══ EXTRACTED DATA ══

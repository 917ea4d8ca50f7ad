//! Peer connection orchestration for direct text + audio/video sessions
//!
//! Two endpoints find each other through a rendezvous identifier assigned by a
//! signaling transport, then open a direct data channel (text messages) and a
//! media call (audio/video) without relaying payload through a server.
//!
//! # Architecture
//!
//! ```text
//! ┌────────────────────────────────────────────────────────┐
//! │  Presentation (UI / CLI)                               │
//! │  ↑ Notification stream      ↓ OrchestratorHandle      │
//! │  Orchestrator                                          │
//! │  ├─ IdentityRegistrar (rendezvous identity, once)      │
//! │  ├─ DataChannelManager (one channel, message log)      │
//! │  └─ MediaCallManager (one call, accept/reject gate)    │
//! │     ↓ requests                 ↑ Inbound events        │
//! │  SignalingTransport  +  MediaCapture                   │
//! └────────────────────────────────────────────────────────┘
//! ```
//!
//! All transport events and capture completions go through a single queue and
//! are handled one at a time by the owner of the [`Orchestrator`].
//!
//! # Example
//!
//! ```ignore
//! use peerlink::{MemoryHub, Orchestrator, OrchestratorConfig, SyntheticCapture};
//! use std::sync::Arc;
//!
//! let hub = MemoryHub::new();
//! let (mut orchestrator, notifications) = Orchestrator::new(
//!     OrchestratorConfig::default(),
//!     Arc::new(hub.endpoint()),
//!     Arc::new(SyntheticCapture::new()),
//! )?;
//! orchestrator.start().await?;
//! let me = orchestrator.wait_for_identity().await?;
//!
//! let handle = orchestrator.spawn();
//! handle.start_session("remote-peer-id").await?;
//! handle.send_message("hello").await?;
//! ```

#![warn(missing_docs)]
#![warn(clippy::all)]

// Public modules
pub mod config;
pub mod error;
pub mod event;
pub mod notify;

pub mod call;
pub mod channels;
pub mod media;
pub mod session;
pub mod signaling;

#[cfg(any(test, feature = "test-util"))]
pub mod testing;

// Re-exports for public API
pub use call::{CallDirection, CallState, IncomingCall, MediaCall, MediaCallManager};
pub use channels::{
    DataChannel, DataChannelManager, DataChannelState, DataChannelStats, Message, MessageLog,
    Origin,
};
pub use config::{IncomingChannelPolicy, OrchestratorConfig};
pub use error::{Error, ErrorKind, Result};
pub use event::{
    CallId, CaptureOutcome, ChannelId, DataChannelEvent, EventSink, Inbound, MediaCallEvent,
    PeerId, TransportEvent,
};
pub use media::{
    MediaCapture, MediaConstraints, MediaStream, MediaTrack, StreamInfo, StreamMonitor,
    SyntheticCapture, TrackKind,
};
pub use notify::{Notification, SessionState};
pub use session::{Orchestrator, OrchestratorHandle, Session, Snapshot};
pub use signaling::{IdentityRegistrar, LocalIdentity, MemoryHub, MemoryTransport, SignalingTransport};

/// Get the version of this crate
pub fn version() -> &'static str {
    env!("CARGO_PKG_VERSION")
}
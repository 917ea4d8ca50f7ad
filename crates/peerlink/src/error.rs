//! Error types for peerlink

use std::time::Duration;
use thiserror::Error;

/// Result type alias for peerlink operations
pub type Result<T> = std::result::Result<T, Error>;

/// Error types for peerlink
#[derive(Debug, Error)]
pub enum Error {
    /// Outbound action attempted before the rendezvous identity was assigned
    #[error("Local identity is not assigned yet")]
    IdentityNotReady,

    /// The signaling transport never reported `open` within the boundary timeout
    #[error("Timed out after {0:?} waiting for a local identity")]
    IdentityTimeout(Duration),

    /// Empty or malformed remote identifier
    #[error("Invalid target peer id: {0:?}")]
    InvalidTarget(String),

    /// Capture permission refused or device unavailable
    #[error("Media access denied: {0}")]
    MediaAccessDenied(String),

    /// Send attempted with no open data channel
    #[error("No open data channel")]
    NotConnected,

    /// Send attempted with nothing to send
    #[error("Refusing to send an empty payload")]
    EmptyPayload,

    /// The underlying call transport reported an error
    #[error("Call error: {0}")]
    ExternalCallError(String),

    /// Conflicting concurrent session request
    #[error("Session busy with peer {0}")]
    SessionBusy(String),

    /// Confirmation given while no incoming call is waiting for one
    #[error("No incoming call is awaiting confirmation")]
    NoPendingCall,

    /// A request to the signaling transport failed
    #[error("Signaling error: {0}")]
    Signaling(String),

    /// Configuration validation error
    #[error("Invalid configuration: {0}")]
    InvalidConfig(String),

    /// The orchestrator task is gone
    #[error("Orchestrator has shut down")]
    Shutdown,

    /// I/O error
    #[error("I/O error: {0}")]
    Io(#[from] std::io::Error),

    /// JSON error
    #[error("JSON error: {0}")]
    Json(#[from] serde_json::Error),
}

/// Coarse classification of an [`Error`], carried by session-state notifications
#[derive(Debug, Clone, Copy, PartialEq, Eq, Hash)]
pub enum ErrorKind {
    /// See [`Error::IdentityNotReady`] and [`Error::IdentityTimeout`]
    IdentityNotReady,
    /// See [`Error::InvalidTarget`]
    InvalidTarget,
    /// See [`Error::MediaAccessDenied`]
    MediaAccessDenied,
    /// See [`Error::NotConnected`]
    NotConnected,
    /// See [`Error::ExternalCallError`]
    ExternalCallError,
    /// See [`Error::SessionBusy`]
    SessionBusy,
    /// Anything else
    Other,
}

impl Error {
    /// Classify this error
    pub fn kind(&self) -> ErrorKind {
        match self {
            Error::IdentityNotReady | Error::IdentityTimeout(_) => ErrorKind::IdentityNotReady,
            Error::InvalidTarget(_) => ErrorKind::InvalidTarget,
            Error::MediaAccessDenied(_) => ErrorKind::MediaAccessDenied,
            Error::NotConnected => ErrorKind::NotConnected,
            Error::ExternalCallError(_) => ErrorKind::ExternalCallError,
            Error::SessionBusy(_) => ErrorKind::SessionBusy,
            _ => ErrorKind::Other,
        }
    }
}

impl std::fmt::Display for ErrorKind {
    fn fmt(&self, f: &mut std::fmt::Formatter<'_>) -> std::fmt::Result {
        let name = match self {
            ErrorKind::IdentityNotReady => "IdentityNotReady",
            ErrorKind::InvalidTarget => "InvalidTarget",
            ErrorKind::MediaAccessDenied => "MediaAccessDenied",
            ErrorKind::NotConnected => "NotConnected",
            ErrorKind::ExternalCallError => "ExternalCallError",
            ErrorKind::SessionBusy => "SessionBusy",
            ErrorKind::Other => "Other",
        };
        f.write_str(name)
    }
}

═══

Reproduce the data exactly, character for character.

COMPLETED TASK:
repository 917ea4d8ca50f7ad
//! Peer connection orchestration for direct text + audio/video sessions
//!
//! Two endpoints find each other through a rendezvous identifier assigned by a
//! signaling transport, then open a direct data channel (text messages) and a
//! media call (audio/video) without relaying payload through a server.
//!
//! # Architecture
//!
//! ```text
//! ┌────────────────────────────────────────────────────────┐
//! │  Presentation (UI / CLI)                               │
//! │  ↑ Notification stream      ↓ OrchestratorHandle      │
//! │  Orchestrator                                          │
//! │  ├─ IdentityRegistrar (rendezvous identity, once)      │
//! │  ├─ DataChannelManager (one channel, message log)      │
//! │  └─ MediaCallManager (one call, accept/reject gate)    │
//! │     ↓ requests                 ↑ Inbound events        │
//! │  SignalingTransport  +  MediaCapture                   │
//! └────────────────────────────────────────────────────────┘
//! ```
//!
//! All transport events and capture completions go through a single queue and
//! are handled one at a time by the owner of the [`Orchestrator`].
//!
//! # Example
//!
//! ```ignore
//! use peerlink::{MemoryHub, Orchestrator, OrchestratorConfig, SyntheticCapture};
//! use std::sync::Arc;
//!
//! let hub = MemoryHub::new();
//! let (mut orchestrator, notifications) = Orchestrator::new(
//!     OrchestratorConfig::default(),
//!     Arc::new(hub.endpoint()),
//!     Arc::new(SyntheticCapture::new()),
//! )?;
//! orchestrator.start().await?;
//! let me = orchestrator.wait_for_identity().await?;
//!
//! let handle = orchestrator.spawn();
//! handle.start_session("remote-peer-id").await?;
//! handle.send_message("hello").await?;
//! ```

#![warn(missing_docs)]
#![warn(clippy::all)]

// Public modules
pub mod config;
pub mod error;
pub mod event;
pub mod notify;

pub mod call;
pub mod channels;
pub mod media;
pub mod session;
pub mod signaling;

#[cfg(any(test, feature = "test-util"))]
pub mod testing;

// Re-exports for public API
pub use call::{CallDirection, CallState, IncomingCall, MediaCall, MediaCallManager};
pub use channels::{
    DataChannel, DataChannelManager, DataChannelState, DataChannelStats, Message, MessageLog,
    Origin,
};
pub use config::{IncomingChannelPolicy, OrchestratorConfig};
pub use error::{Error, ErrorKind, Result};
pub use event::{
    CallId, CaptureOutcome, ChannelId, DataChannelEvent, EventSink, Inbound, MediaCallEvent,
    PeerId, TransportEvent,
};
pub use media::{
    MediaCapture, MediaConstraints, MediaStream, MediaTrack, StreamInfo, StreamMonitor,
    SyntheticCapture, TrackKind,
};
pub use notify::{Notification, SessionState};
pub use session::{Orchestrator, OrchestratorHandle, Session, Snapshot};
pub use signaling::{IdentityRegistrar, LocalIdentity, MemoryHub, MemoryTransport, SignalingTransport};

/// Get the version of this crate
pub fn version() -> &'static str {
    env!("CARGO_PKG_VERSION")
}
repository 917ea4d8ca50f7ad
filename crates/peerlink/src/error.rs
//! Error types for peerlink

use std::time::Duration;
use thiserror::Error;

/// Result type alias for peerlink operations
pub type Result<T> = std::result::Result<T, Error>;

/// Error types for peerlink
#[derive(Debug, Error)]
pub enum Error {
    /// Outbound action attempted before the rendezvous identity was assigned
    #[error("Local identity is not assigned yet")]
    IdentityNotReady,

    /// The signaling transport never reported `open` within the boundary timeout
    #[error("Timed out after {0:?} waiting for a local identity")]
    IdentityTimeout(Duration),

    /// Empty or malformed remote identifier
    #[error("Invalid target peer id: {0:?}")]
    InvalidTarget(String),

    /// Capture permission refused or device unavailable
    #[error("Media access denied: {0}")]
    MediaAccessDenied(String),

    /// Send attempted with no open data channel
    #[error("No open data channel")]
    NotConnected,

    /// Send attempted with nothing to send
    #[error("Refusing to send an empty payload")]
    EmptyPayload,

    /// The underlying call transport reported an error
    #[error("Call error: {0}")]
    ExternalCallError(String),

    /// Conflicting concurrent session request
    #[error("Session busy with peer {0}")]
    SessionBusy(String),

    /// Confirmation given while no incoming call is waiting for one
    #[error("No incoming call is awaiting confirmation")]
    NoPendingCall,

    /// A request to the signaling transport failed
    #[error("Signaling error: {0}")]
    Signaling(String),

    /// Configuration validation error
    #[error("Invalid configuration: {0}")]
    InvalidConfig(String),

    /// The orchestrator task is gone
    #[error("Orchestrator has shut down")]
    Shutdown,

    /// I/O error
    #[error("I/O error: {0}")]
    Io(#[from] std::io::Error),

    /// JSON error
    #[error("JSON error: {0}")]
    Json(#[from] serde_json::Error),
}

/// Coarse classification of an [`Error`], carried by session-state notifications
#[derive(Debug, Clone, Copy, PartialEq, Eq, Hash)]
pub enum ErrorKind {
    /// See [`Error::IdentityNotReady`] and [`Error::IdentityTimeout`]
    IdentityNotReady,
    /// See [`Error::InvalidTarget`]
    InvalidTarget,
    /// See [`Error::MediaAccessDenied`]
    MediaAccessDenied,
    /// See [`Error::NotConnected`]
    NotConnected,
    /// See [`Error::ExternalCallError`]
    ExternalCallError,
    /// See [`Error::SessionBusy`]
    SessionBusy,
    /// Anything else
    Other,
}

impl Error {
    /// Classify this error
    pub fn kind(&self) -> ErrorKind {
        match self {
            Error::IdentityNotReady | Error::IdentityTimeout(_) => ErrorKind::IdentityNotReady,
            Error::InvalidTarget(_) => ErrorKind::InvalidTarget,
            Error::MediaAccessDenied(_) => ErrorKind::MediaAccessDenied,
            Error::NotConnected => ErrorKind::NotConnected,
            Error::ExternalCallError(_) => ErrorKind::ExternalCallError,
            Error::SessionBusy(_) => ErrorKind::SessionBusy,
            _ => ErrorKind::Other,
        }
    }
}

impl std::fmt::Display for ErrorKind {
    fn fmt(&self, f: &mut std::fmt::Formatter<'_>) -> std::fmt::Result {
        let name = match self {
            ErrorKind::IdentityNotReady => "IdentityNotReady",
            ErrorKind::InvalidTarget => "InvalidTarget",
            ErrorKind::MediaAccessDenied => "MediaAccessDenied",
            ErrorKind::NotConnected => "NotConnected",
            ErrorKind::ExternalCallError => "ExternalCallError",
            ErrorKind::SessionBusy => "SessionBusy",
            ErrorKind::Other => "Other",
        };
        f.write_str(name)
    }
}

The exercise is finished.